Dataset entries
- - - -
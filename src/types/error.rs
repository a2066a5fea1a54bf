//! Error types for Idea Bank
//!
//! One enum covers the whole taxonomy. Handlers catch only the domain kinds
//! (see [`IdeaBankError::is_domain`]); the rest are caller bugs or
//! infrastructure faults and propagate out of the lifecycle.

use hyper::StatusCode;
use rusqlite::ErrorCode;

/// Main error type for Idea Bank operations
#[derive(Debug, Clone, PartialEq, Eq, thiserror::Error)]
pub enum IdeaBankError {
    #[error("{0}")]
    HandlerNotIdle(String),

    #[error("{0}")]
    PrematureResultRetrieval(String),

    #[error("{0}")]
    NoRegisteredProvider(String),

    #[error("{0}")]
    NoSessionToQueryOn(String),

    #[error("{0}")]
    NoQueryToRun(String),

    #[error("{0}")]
    NoResultFound(String),

    #[error("{0}")]
    NotAuthorized(String),

    #[error("{0}")]
    InvalidCredentials(String),

    #[error("{0}")]
    RequestedDataNotFound(String),

    #[error("{0}")]
    AlreadyExists(String),

    #[error("{0}")]
    InvalidInput(String),

    #[error("{0}")]
    Internal(String),

    #[error("Database error: {0}")]
    Database(String),

    #[error("Configuration error: {0}")]
    Config(String),
}

impl IdeaBankError {
    /// Whether a handler may turn this error into an error response.
    ///
    /// Lifecycle misuse and infrastructure faults are not part of the
    /// recoverable taxonomy.
    pub fn is_domain(&self) -> bool {
        !matches!(
            self,
            Self::HandlerNotIdle(_)
                | Self::PrematureResultRetrieval(_)
                | Self::Database(_)
                | Self::Config(_)
        )
    }

    /// Convert error to HTTP status code
    pub fn status_code(&self) -> StatusCode {
        match self {
            Self::NotAuthorized(_) | Self::InvalidCredentials(_) => StatusCode::UNAUTHORIZED,
            Self::RequestedDataNotFound(_) => StatusCode::NOT_FOUND,
            Self::InvalidInput(_) => StatusCode::BAD_REQUEST,
            _ => StatusCode::INTERNAL_SERVER_ERROR,
        }
    }
}

impl From<std::io::Error> for IdeaBankError {
    fn from(err: std::io::Error) -> Self {
        Self::Internal(err.to_string())
    }
}

impl From<serde_json::Error> for IdeaBankError {
    fn from(err: serde_json::Error) -> Self {
        Self::InvalidInput(format!("JSON error: {}", err))
    }
}

impl From<rusqlite::Error> for IdeaBankError {
    fn from(err: rusqlite::Error) -> Self {
        match err.sqlite_error_code() {
            Some(ErrorCode::ConstraintViolation) => Self::AlreadyExists(err.to_string()),
            _ => Self::Database(err.to_string()),
        }
    }
}

impl From<r2d2::Error> for IdeaBankError {
    fn from(err: r2d2::Error) -> Self {
        Self::Database(format!("Connection pool error: {}", err))
    }
}

/// Result type alias for Idea Bank operations
pub type Result<T> = std::result::Result<T, IdeaBankError>;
- - - -
### WHAT THE EXERCISE ASKS
All entries shown above should be duplicated without a single difference.

### RESPONSE
filename src/types/error.rs
repository a2066a5fea1a54bf
//! Error types for Idea Bank
//!
//! One enum covers the whole taxonomy. Handlers catch only the domain kinds
//! (see [`IdeaBankError::is_domain`]); the rest are caller bugs or
//! infrastructure faults and propagate out of the lifecycle.

use hyper::StatusCode;
use rusqlite::ErrorCode;

/// Main error type for Idea Bank operations
#[derive(Debug, Clone, PartialEq, Eq, thiserror::Error)]
pub enum IdeaBankError {
    #[error("{0}")]
    HandlerNotIdle(String),

    #[error("{0}")]
    PrematureResultRetrieval(String),

    #[error("{0}")]
    NoRegisteredProvider(String),

    #[error("{0}")]
    NoSessionToQueryOn(String),

    #[error("{0}")]
    NoQueryToRun(String),

    #[error("{0}")]
    NoResultFound(String),

    #[error("{0}")]
    NotAuthorized(String),

    #[error("{0}")]
    InvalidCredentials(String),

    #[error("{0}")]
    RequestedDataNotFound(String),

    #[error("{0}")]
    AlreadyExists(String),

    #[error("{0}")]
    InvalidInput(String),

    #[error("{0}")]
    Internal(String),

    #[error("Database error: {0}")]
    Database(String),

    #[error("Configuration error: {0}")]
    Config(String),
}

impl IdeaBankError {
    /// Whether a handler may turn this error into an error response.
    ///
    /// Lifecycle misuse and infrastructure faults are not part of the
    /// recoverable taxonomy.
    pub fn is_domain(&self) -> bool {
        !matches!(
            self,
            Self::HandlerNotIdle(_)
                | Self::PrematureResultRetrieval(_)
                | Self::Database(_)
                | Self::Config(_)
        )
    }

    /// Convert error to HTTP status code
    pub fn status_code(&self) -> StatusCode {
        match self {
            Self::NotAuthorized(_) | Self::InvalidCredentials(_) => StatusCode::UNAUTHORIZED,
            Self::RequestedDataNotFound(_) => StatusCode::NOT_FOUND,
            Self::InvalidInput(_) => StatusCode::BAD_REQUEST,
            _ => StatusCode::INTERNAL_SERVER_ERROR,
        }
    }
}

impl From<std::io::Error> for IdeaBankError {
    fn from(err: std::io::Error) -> Self {
        Self::Internal(err.to_string())
    }
}

impl From<serde_json::Error> for IdeaBankError {
    fn from(err: serde_json::Error) -> Self {
        Self::InvalidInput(format!("JSON error: {}", err))
    }
}

impl From<rusqlite::Error> for IdeaBankError {
    fn from(err: rusqlite::Error) -> Self {
        match err.sqlite_error_code() {
            Some(ErrorCode::ConstraintViolation) => Self::AlreadyExists(err.to_string()),
            _ => Self::Database(err.to_string()),
        }
    }
}

impl From<r2d2::Error> for IdeaBankError {
    fn from(err: r2d2::Error) -> Self {
        Self::Database(format!("Connection pool error: {}", err))
    }
}

/// Result type alias for Idea Bank operations
pub type Result<T> = std::result::Result<T, IdeaBankError>;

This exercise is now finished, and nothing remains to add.